◆ AIM OF THE TASK:
Of the material below, only the lines from the line containing "let r = byte_channel(&s[1..3])" down to the line containing "parse blue hex" belong in the answer, written out exactly.

◆ RECORDS PROVIDED:

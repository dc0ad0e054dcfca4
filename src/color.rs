//! Color value type, parsing, and formatting.
//!
//! This module provides:
//! - The [`Color`] value type with normalized RGBA channels
//! - Parsing of common color formats (hex, X11 `rgb:`, CSS `rgb()`)
//! - Component-slice extraction with a grayscale fallback
//! - Lowercase hex formatting for output

use anyhow::{Context, Result, anyhow};
use regex::Regex;

/// An RGBA color with every channel normalized to the 0.0-1.0 range.
///
/// Channels outside that range are never clamped on construction; the
/// math downstream is defined for them, even if the result is not a
/// displayable color.
#[derive(Debug, Clone, Copy, PartialEq)]
pub struct Color {
    /// Red channel (0.0-1.0).
    pub r: f64,
    /// Green channel (0.0-1.0).
    pub g: f64,
    /// Blue channel (0.0-1.0).
    pub b: f64,
    /// Alpha channel (0.0-1.0), 1.0 being fully opaque.
    pub a: f64,
}

impl Color {
    /// Opaque white.
    pub const WHITE: Self = Self::new(1.0, 1.0, 1.0);

    /// Opaque black.
    pub const BLACK: Self = Self::new(0.0, 0.0, 0.0);

    /// Create an opaque color from RGB channels.
    #[must_use]
    pub const fn new(r: f64, g: f64, b: f64) -> Self {
        Self { r, g, b, a: 1.0 }
    }

    /// Create a color from RGB channels plus an alpha channel.
    #[must_use]
    pub const fn with_alpha(r: f64, g: f64, b: f64, a: f64) -> Self {
        Self { r, g, b, a }
    }

    /// Create an opaque gray with all three channels set to `white`.
    #[must_use]
    pub const fn gray(white: f64) -> Self {
        Self::new(white, white, white)
    }

    /// Build a color from a raw component slice.
    ///
    /// Interprets the slice by length the way grayscale-capable color
    /// spaces report their components:
    /// - 4 components: RGBA
    /// - 3 components: opaque RGB
    /// - 2 components: grayscale white plus alpha
    /// - 1 component: opaque grayscale white
    ///
    /// Any other length is an unexpected layout and degrades to opaque
    /// black rather than failing.
    #[must_use]
    pub fn from_components(components: &[f64]) -> Self {
        match *components {
            [r, g, b, a] => Self::with_alpha(r, g, b, a),
            [r, g, b] => Self::new(r, g, b),
            [w, a] => Self::with_alpha(w, w, w, a),
            [w] => Self::gray(w),
            _ => Self::BLACK,
        }
    }

    /// The red, green, and blue channels as a tuple. Alpha is dropped.
    #[must_use]
    pub const fn channels(self) -> (f64, f64, f64) {
        (self.r, self.g, self.b)
    }

    /// Format as a lowercase `#rrggbb` hex string.
    ///
    /// Channels are clamped into range and quantized to 8 bits; alpha is
    /// dropped.
    #[must_use]
    pub fn to_hex(self) -> String {
        format!(
            "#{:02x}{:02x}{:02x}",
            channel_to_u8(self.r),
            channel_to_u8(self.g),
            channel_to_u8(self.b)
        )
    }
}

/// Scale a normalized channel to 0-255, clamping out-of-range input.
#[allow(clippy::cast_possible_truncation, clippy::cast_sign_loss)]
fn channel_to_u8(v: f64) -> u8 {
    (v.clamp(0.0, 1.0) * 255.0).round() as u8
}

/// Parse a color string into a [`Color`].
///
/// This function supports the color formats commonly seen in terminal
/// replies and config files:
/// - `rgb:RRRR/GGGG/BBBB` - X11 RGB format with hex values
/// - `rgba:RRRR/GGGG/BBBB/AAAA` - X11 RGBA format (alpha ignored)
/// - `#RRGGBB` - Standard hex color format
/// - `#RRGGBBAA` - Hex color with alpha (alpha ignored)
/// - `rgb(R, G, B)` - CSS-style RGB function
///
/// # Errors
///
/// Returns an error in the following cases:
/// - The string is not in a recognized color format
/// - A component value is invalid (e.g., non-hex characters, out of range)
/// - The hex string has an invalid length (not 2 or 4 digits per component)
///
/// # Examples
///
/// ```
/// # use legible::color::parse_color;
/// assert_eq!(parse_color("#ff8000").unwrap().to_hex(), "#ff8000");
/// assert_eq!(parse_color("rgb:ffff/8080/0000").unwrap().to_hex(), "#ff8000");
/// assert_eq!(parse_color("rgb(255, 128, 0)").unwrap().to_hex(), "#ff8000");
/// ```
pub fn parse_color(s: &str) -> Result<Color> {
    let s = s.trim();

    // Handle rgb: or rgba: format
    if s.starts_with("rgb:") || s.starts_with("rgba:") {
        let color_part = s
            .split_once(':')
            .ok_or_else(|| anyhow!("Invalid rgb: format - missing colon"))?
            .1;
        let parts: Vec<&str> = color_part.split('/').collect();

        if parts.len() == 3 || parts.len() == 4 {
            let r = hex_channel(parts[0])
                .with_context(|| format!("Failed to parse red component: {}", parts[0]))?;
            let g = hex_channel(parts[1])
                .with_context(|| format!("Failed to parse green component: {}", parts[1]))?;
            let b = hex_channel(parts[2])
                .with_context(|| format!("Failed to parse blue component: {}", parts[2]))?;
            return Ok(Color::new(r, g, b));
        }
        return Err(anyhow!(
            "Invalid rgb: format - expected 3 or 4 components, got {}",
            parts.len()
        ));
    }

    // Handle #hex format
    if s.starts_with('#') && (s.len() == 7 || s.len() == 9) {
        let r = byte_channel(&s[1..3])
            .with_context(|| format!("Failed to parse red hex component: {}", &s[1..3]))?;
        let g = byte_channel(&s[3..5])
            .with_context(|| format!("Failed to parse green hex component: {}", &s[3..5]))?;
        let b = byte_channel(&s[5..7])
            .with_context(|| format!("Failed to parse blue hex component: {}", &s[5..7]))?;
        return Ok(Color::new(r, g, b));
    }

    // Handle rgb() format
    let re =
        Regex::new(r"rgb\((\d+),\s*(\d+),\s*(\d+)\)").context("Failed to compile RGB regex")?;
    if let Some(caps) = re.captures(s) {
        let r = caps[1]
            .parse::<u8>()
            .with_context(|| format!("Failed to parse red component: {}", &caps[1]))?;
        let g = caps[2]
            .parse::<u8>()
            .with_context(|| format!("Failed to parse green component: {}", &caps[2]))?;
        let b = caps[3]
            .parse::<u8>()
            .with_context(|| format!("Failed to parse blue component: {}", &caps[3]))?;
        return Ok(Color::new(
            f64::from(r) / 255.0,
            f64::from(g) / 255.0,
            f64::from(b) / 255.0,
        ));
    }

    Err(anyhow!("Unrecognized color format: {s}"))
}

/// Parse a 2-digit hex byte into a normalized channel.
fn byte_channel(hex: &str) -> Result<f64> {
    let n =
        u8::from_str_radix(hex, 16).with_context(|| format!("Invalid hex string: {hex}"))?;
    Ok(f64::from(n) / 255.0)
}

/// Parse a 2- or 4-digit hex component into a normalized channel.
///
/// 4-digit values are 16-bit and get scaled down to 8-bit precision
/// first, matching how X11 color replies are quantized.
fn hex_channel(hex: &str) -> Result<f64> {
    let n =
        u32::from_str_radix(hex, 16).with_context(|| format!("Invalid hex string: {hex}"))?;

    match hex.len() {
        2 => Ok(f64::from(n) / 255.0),
        4 => Ok(((f64::from(n) / 65535.0) * 255.0).round() / 255.0),
        _ => Err(anyhow!(
            "Invalid hex length: expected 2 or 4 characters, got {}",
            hex.len()
        )),
    }
}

◆ SOLUTION FOR THIS PROBLEM:
        let r = byte_channel(&s[1..3])
            .with_context(|| format!("Failed to parse red hex component: {}", &s[1..3]))?;
        let g = byte_channel(&s[3..5])
            .with_context(|| format!("Failed to parse green hex component: {}", &s[3..5]))?;
        let b = byte_channel(&s[5..7])
            .with_context(|| format!("Failed to parse blue hex component: {}", &s[5..7]))?;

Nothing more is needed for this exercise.